Redacción Luis Rosales| Se ha visto un encuentro muy entretenido en la jornada de hoy entre el Nástic y el CD Tenerife.
Un empate fue el resultado final, aunque se esperaba algo más que un punto. Eso sí, para los hinchas blanquiazules ha sido un día con sensaciones muy ambiguas, en la que se ha salvado un punto tras una falta de entendimiento entre el portero y la defensa del cuadro catalán.
Ahí estaba Lucas Avelaño para solventar males mayores y evitar la primera derrota del curso. El Tenerife ha salido al campo dormido y con pocas ganas de sorprender a su oponente. El balón parado ha sido una vez más el punto débil de los insulares, que se vieron superados en casi todas las jugadas de estrategia y en pelotas aéreas. Aveldaño fue el más correcto, pero ni siquiera Dani Hernandez dio toda la tranquilidad a su defensa.
El descanso sirvió de reacción para un combinado que estaba perdido sobre el terreno de juego. Filip Malbasic fue de los primeros en despertar y contagió a algunos de los suyos que comenzaba a realizar una buena presión intensa. Si algo está claro es que no se puede hacer todo en la segunda mitad. La entrada de Naranjo generó peligro y sus subidas por banda, hicieron que llegaran ocasiones claras para los de Joseba Etxeberria.

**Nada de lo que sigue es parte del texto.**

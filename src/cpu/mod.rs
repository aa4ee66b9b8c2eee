/*!
The 6502-derived CPU core: register file, interrupt controller, and the
per-instruction step driver.

The instruction table ([`table`]), addressing-mode resolver
([`addressing`]), and execution handlers ([`execute`]) are kept in
separate modules so each carries its own focused test module, in the
style already used for this crate's `mapper` trait/impl split.
*/

pub mod addressing;
pub mod error;
pub mod execute;
pub mod flags;
pub mod table;

use crate::bus::Bus;
pub use error::CpuError;
use table::{AddrMode, Mnemonic};

/// A pending hardware interrupt latch. Modeled as two independent booleans
/// (rather than the single `{None, NMI, IRQ}` enum a register-level summary
/// might suggest) so a still-unserviced NMI is never silently clobbered by
/// a later `trigger_irq()` call before the next `step()` gets a chance to
/// service it; NMI keeps priority at the servicing point either way.
#[derive(Clone, Debug, Default)]
struct PendingInterrupt {
    nmi: bool,
    irq: bool,
}

/// The 6502 register file plus the bookkeeping the step driver needs
/// (`cycles`, `stall`, the interrupt latch, and the debug-trace flag).
#[derive(Clone, Debug)]
pub struct Cpu {
    pub a: u8,
    pub x: u8,
    pub y: u8,
    pub sp: u8,
    pub pc: u16,
    pub status: u8,
    pub cycles: u64,
    pub stall: u64,
    pending: PendingInterrupt,
    debug: bool,
}

impl Default for Cpu {
    fn default() -> Self {
        Self::new()
    }
}

impl Cpu {
    /// Construct a CPU at documented power-up register values. No bus
    /// access happens here; call `reset(bus)` to load the reset vector.
    pub fn new() -> Self {
        Self {
            a: 0,
            x: 0,
            y: 0,
            sp: 0xFD,
            pc: 0,
            status: flags::POWER_ON_STATUS,
            cycles: 0,
            stall: 0,
            pending: PendingInterrupt::default(),
            debug: false,
        }
    }

    /// RESET: zero A/X/Y, SP=0xFD, status=0x24, clear cycles/stall/pending
    /// latches, and load PC from the reset vector at $FFFC. May be called
    /// more than once; consecutive calls yield identical state.
    pub fn reset(&mut self, bus: &mut Bus) {
        self.a = 0;
        self.x = 0;
        self.y = 0;
        self.sp = 0xFD;
        self.status = flags::POWER_ON_STATUS;
        self.cycles = 0;
        self.stall = 0;
        self.pending = PendingInterrupt::default();
        self.pc = bus.read16(0xFFFC);
    }

    pub fn set_debug(&mut self, debug: bool) {
        self.debug = debug;
    }

    pub fn debug(&self) -> bool {
        self.debug
    }

    /// NMI is level-triggered by caller intent in this core; the caller
    /// must not re-trigger it for the same physical event.
    pub fn trigger_nmi(&mut self) {
        self.pending.nmi = true;
    }

    /// No-op if the interrupt-disable flag is set.
    pub fn trigger_irq(&mut self) {
        if !flags::is_set(self.status, flags::INTERRUPT_DISABLE) {
            self.pending.irq = true;
        }
    }

    /// Feed additional stall cycles into the CPU (e.g. from OAM DMA).
    pub fn add_stall(&mut self, cycles: u64) {
        self.stall += cycles;
    }

    // -- stack helpers: page 1 ($0100-$01FF), SP wraps within 8 bits --

    pub(crate) fn push8(&mut self, bus: &mut Bus, value: u8) {
        bus.write8(0x0100 | self.sp as u16, value);
        self.sp = self.sp.wrapping_sub(1);
    }

    pub(crate) fn pull8(&mut self, bus: &mut Bus) -> u8 {
        self.sp = self.sp.wrapping_add(1);
        bus.read8(0x0100 | self.sp as u16)
    }

    pub(crate) fn push16(&mut self, bus: &mut Bus, value: u16) {
        self.push8(bus, (value >> 8) as u8);
        self.push8(bus, (value & 0xFF) as u8);
    }

    pub(crate) fn pull16(&mut self, bus: &mut Bus) -> u16 {
        let lo = self.pull8(bus) as u16;
        let hi = self.pull8(bus) as u16;
        (hi << 8) | lo
    }

    /// Service a pending interrupt (NMI has priority over IRQ). Returns
    /// the number of cycles consumed, or 0 if nothing was pending.
    fn service_interrupt(&mut self, bus: &mut Bus) -> u64 {
        let vector = if self.pending.nmi {
            self.pending.nmi = false;
            self.pending.irq = false;
            0xFFFA
        } else if self.pending.irq {
            self.pending.irq = false;
            0xFFFE
        } else {
            return 0;
        };

        self.push16(bus, self.pc);
        self.push8(bus, self.status | flags::BREAK);
        flags::set(&mut self.status, flags::INTERRUPT_DISABLE, true);
        self.pc = bus.read16(vector);
        7
    }

    /// Fetch-decode-execute one instruction (or consume one stall cycle).
    /// Returns cycles consumed, or `Err` if the fetched opcode is not in
    /// the official instruction table.
    pub fn step(&mut self, bus: &mut Bus) -> Result<u64, CpuError> {
        if self.stall > 0 {
            self.stall -= 1;
            return Ok(1);
        }

        let interrupt_cycles = self.service_interrupt(bus);
        if interrupt_cycles > 0 {
            self.cycles += interrupt_cycles;
            bus.tick(interrupt_cycles);
            return Ok(interrupt_cycles);
        }

        let pc_at_fetch = self.pc;
        let opcode = bus.read8(self.pc);
        let descriptor = match table::decode(opcode) {
            Some(d) => d,
            None => {
                return Err(CpuError::DecodeError {
                    pc: pc_at_fetch,
                    opcode,
                });
            }
        };

        let resolved = addressing::resolve(self, bus, descriptor.mode);
        let cycles_before = self.cycles;

        self.pc = self.pc.wrapping_add(descriptor.size_bytes as u16);
        self.cycles += descriptor.base_cycles as u64;
        if descriptor.mode != AddrMode::Relative
            && resolved.page_crossed
            && descriptor.page_cross_penalty > 0
        {
            self.cycles += descriptor.page_cross_penalty as u64;
        }

        let accumulator_mode = descriptor.mode == AddrMode::Accumulator;
        let extra = execute::dispatch(
            self,
            bus,
            descriptor.mnemonic,
            resolved.ea,
            accumulator_mode,
            resolved.page_crossed,
        );
        self.cycles += extra;

        let delta = self.cycles - cycles_before;
        bus.tick(delta);

        let dma_stall = bus.take_dma_stall();
        if dma_stall > 0 {
            self.add_stall(dma_stall);
        }

        if self.debug {
            log::trace!(
                "pc={pc_at_fetch:#06x} op={opcode:#04x} {:?} a={:#04x} x={:#04x} y={:#04x} sp={:#04x} p={:#04x}",
                descriptor.mnemonic,
                self.a,
                self.x,
                self.y,
                self.sp,
                self.status
            );
        }

        Ok(delta)
    }
}

#[cfg(test)]
mod tests {
    use super::*;
    use crate::test_utils::{build_nrom_with_prg, build_nrom_with_prg_reset_only};
    use crate::Cartridge;

    fn setup(prg: &[u8]) -> (Cpu, Bus) {
        let rom = build_nrom_with_prg(prg, 1, 1, None);
        let cart = Cartridge::from_ines_bytes(&rom).unwrap();
        let mut bus = Bus::new();
        bus.attach_cartridge(cart);
        let mut cpu = Cpu::new();
        cpu.reset(&mut bus);
        (cpu, bus)
    }

    #[test]
    fn reset_is_idempotent() {
        let (mut cpu, mut bus) = setup(&[]);
        let snapshot = cpu.clone();
        cpu.reset(&mut bus);
        assert_eq!(cpu.a, snapshot.a);
        assert_eq!(cpu.x, snapshot.x);
        assert_eq!(cpu.y, snapshot.y);
        assert_eq!(cpu.sp, snapshot.sp);
        assert_eq!(cpu.status, snapshot.status);
        assert_eq!(cpu.pc, snapshot.pc);
    }

    #[test]
    fn lda_immediate_scenario() {
        let rom = build_nrom_with_prg_reset_only(&[0xA9, 0x42, 0x00], 1, 1, Some(0x8000));
        let cart = Cartridge::from_ines_bytes(&rom).unwrap();
        let mut bus = Bus::new();
        bus.attach_cartridge(cart);
        let mut cpu = Cpu::new();
        cpu.reset(&mut bus);

        let delta = cpu.step(&mut bus).unwrap();
        assert_eq!(cpu.a, 0x42);
        assert!(!flags::is_set(cpu.status, flags::ZERO));
        assert!(!flags::is_set(cpu.status, flags::NEGATIVE));
        assert_eq!(cpu.pc, 0x8002);
        assert_eq!(delta, 2);
    }

    #[test]
    fn adc_overflow_into_sign() {
        let rom = build_nrom_with_prg_reset_only(&[0x69, 0x40, 0x00], 1, 1, Some(0x8000));
        let cart = Cartridge::from_ines_bytes(&rom).unwrap();
        let mut bus = Bus::new();
        bus.attach_cartridge(cart);
        let mut cpu = Cpu::new();
        cpu.reset(&mut bus);
        cpu.a = 0x40;

        let delta = cpu.step(&mut bus).unwrap();
        assert_eq!(cpu.a, 0x80);
        assert!(!flags::is_set(cpu.status, flags::CARRY));
        assert!(flags::is_set(cpu.status, flags::OVERFLOW));
        assert!(flags::is_set(cpu.status, flags::NEGATIVE));
        assert!(!flags::is_set(cpu.status, flags::ZERO));
        assert_eq!(delta, 2);
    }

    #[test]
    fn taken_branch_within_same_page() {
        // BEQ at 0x80FE with offset +5: the instruction following the
        // branch is 0x8100, and the destination is 0x8105 — same page, so
        // this costs base(2) + taken(1) = 3, not a page-cross 4. Page-cross
        // is judged against the post-increment PC (0x8100), not the branch
        // opcode's own address (0x80FE), so the high-byte change from 0x80
        // to 0x81 between the opcode and its target never enters into it.
        let mut prg = vec![0xEA; 0x100];
        prg[0xFE] = 0xF0; // BEQ
        prg[0xFF] = 0x05;
        let rom = build_nrom_with_prg_reset_only(&prg, 1, 1, Some(0x8000));
        let cart = Cartridge::from_ines_bytes(&rom).unwrap();
        let mut bus = Bus::new();
        bus.attach_cartridge(cart);
        let mut cpu = Cpu::new();
        cpu.reset(&mut bus);
        cpu.pc = 0x80FE;
        flags::set(&mut cpu.status, flags::ZERO, true);

        let delta = cpu.step(&mut bus).unwrap();
        assert_eq!(cpu.pc, 0x8105);
        assert_eq!(delta, 3);
    }

    #[test]
    fn jsr_then_rts_round_trip() {
        let mut prg = vec![0xEA; 0x200];
        prg[0x100] = 0x20; // JSR
        prg[0x101] = 0x34;
        prg[0x102] = 0x12;
        let rom = build_nrom_with_prg_reset_only(&prg, 1, 1, Some(0x8000));
        let cart = Cartridge::from_ines_bytes(&rom).unwrap();
        let mut bus = Bus::new();
        bus.attach_cartridge(cart);
        bus.write8(0x1234, 0x60); // RTS at target
        let mut cpu = Cpu::new();
        cpu.reset(&mut bus);
        cpu.pc = 0x8100;
        let sp_before = cpu.sp;

        cpu.step(&mut bus).unwrap();
        assert_eq!(cpu.pc, 0x1234);
        assert_eq!(cpu.sp, sp_before.wrapping_sub(2));

        cpu.step(&mut bus).unwrap();
        assert_eq!(cpu.pc, 0x8103);
        assert_eq!(cpu.sp, sp_before);
    }

    #[test]
    fn indirect_jmp_page_boundary_bug_end_to_end() {
        let (mut cpu, mut bus) = setup(&[]);
        bus.write8(0x00FF, 0x6C);
        bus.write8(0x0100, 0xFF);
        bus.write8(0x0101, 0x10);
        bus.write8(0x10FF, 0x34);
        bus.write8(0x1000, 0x12);
        bus.write8(0x1100, 0xAB);
        cpu.pc = 0x00FF;

        cpu.step(&mut bus).unwrap();
        assert_eq!(cpu.pc, 0x1234);
    }

    #[test]
    fn nmi_service_scenario() {
        let (mut cpu, mut bus) = setup(&[]);
        cpu.pc = 0x4000;
        cpu.sp = 0xFD;
        cpu.status = 0x24;
        bus.write8(0xFFFA, 0x00);
        bus.write8(0xFFFB, 0x80);
        cpu.trigger_nmi();

        let delta = cpu.step(&mut bus).unwrap();
        assert_eq!(cpu.pc, 0x8000);
        assert_eq!(cpu.sp, 0xFA);
        assert!(flags::is_set(cpu.status, flags::INTERRUPT_DISABLE));
        assert_eq!(delta, 7);

        // Push order is PCH, PCL, then status, so the top of the stack
        // (last byte written, at the final SP+1) is the status byte.
        assert_eq!(bus.read8(0x01FB), 0x24 | flags::BREAK);
        assert_eq!(bus.read8(0x01FC), 0x00);
        assert_eq!(bus.read8(0x01FD), 0x40);
    }

    #[test]
    fn unofficial_opcode_is_fatal_decode_error() {
        let (mut cpu, mut bus) = setup(&[]);
        bus.write8(0x8000, 0x02);
        cpu.pc = 0x8000;
        let pc_before = cpu.pc;
        let cycles_before = cpu.cycles;

        let err = cpu.step(&mut bus).unwrap_err();
        assert_eq!(
            err,
            CpuError::DecodeError {
                pc: 0x8000,
                opcode: 0x02
            }
        );
        assert_eq!(cpu.pc, pc_before);
        assert_eq!(cpu.cycles, cycles_before);
    }

    #[test]
    fn oam_dma_stall_parity_then_step_consumes_without_fetch() {
        let (mut cpu, mut bus) = setup(&[]);
        cpu.pc = 0x8000;
        bus.write8(0x8000, 0xEA); // NOP, makes the even/odd master_cycle line up below
        bus.write8(0x4014, 0x02);

        assert!(cpu.stall == 0);
        // write8 to 0x4014 happens independent of a step; simulate the
        // step driver picking up the resulting stall as §4.6 describes.
        let dma_stall = bus.take_dma_stall();
        cpu.add_stall(dma_stall);
        assert!(dma_stall == 513 || dma_stall == 514);

        let before_pc = cpu.pc;
        let delta = cpu.step(&mut bus).unwrap();
        assert_eq!(delta, 1);
        assert_eq!(cpu.pc, before_pc);
        assert_eq!(cpu.stall, dma_stall - 1);
    }

    #[test]
    fn sbc_matches_adc_of_complement() {
        let (mut cpu_a, mut bus_a) = setup(&[0xE9, 0x10, 0x00]);
        let (mut cpu_b, mut bus_b) = setup(&[0x69, !0x10u8, 0x00]);
        cpu_a.a = 0x50;
        cpu_b.a = 0x50;
        flags::set(&mut cpu_a.status, flags::CARRY, true);
        flags::set(&mut cpu_b.status, flags::CARRY, true);

        cpu_a.step(&mut bus_a).unwrap();
        cpu_b.step(&mut bus_b).unwrap();

        assert_eq!(cpu_a.a, cpu_b.a);
        assert_eq!(cpu_a.status, cpu_b.status);
    }
}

Los delanteros fueron los jugadores más destacados, ya que ni siquiera Luis Milla fue capaz de poner precisión en el campo. Finalmente, se salvó un punto y se pueden recoger buenos detalles y momentos del duelo. No obstante, hay muchas cosas por mejorar y alguna de ellas vienen de la temporada pasada. Este equipo debe jugar como sabe desde el minuto uno y defender mejor a balón parado. El técnico vasco tiene mucho trabajo por delante.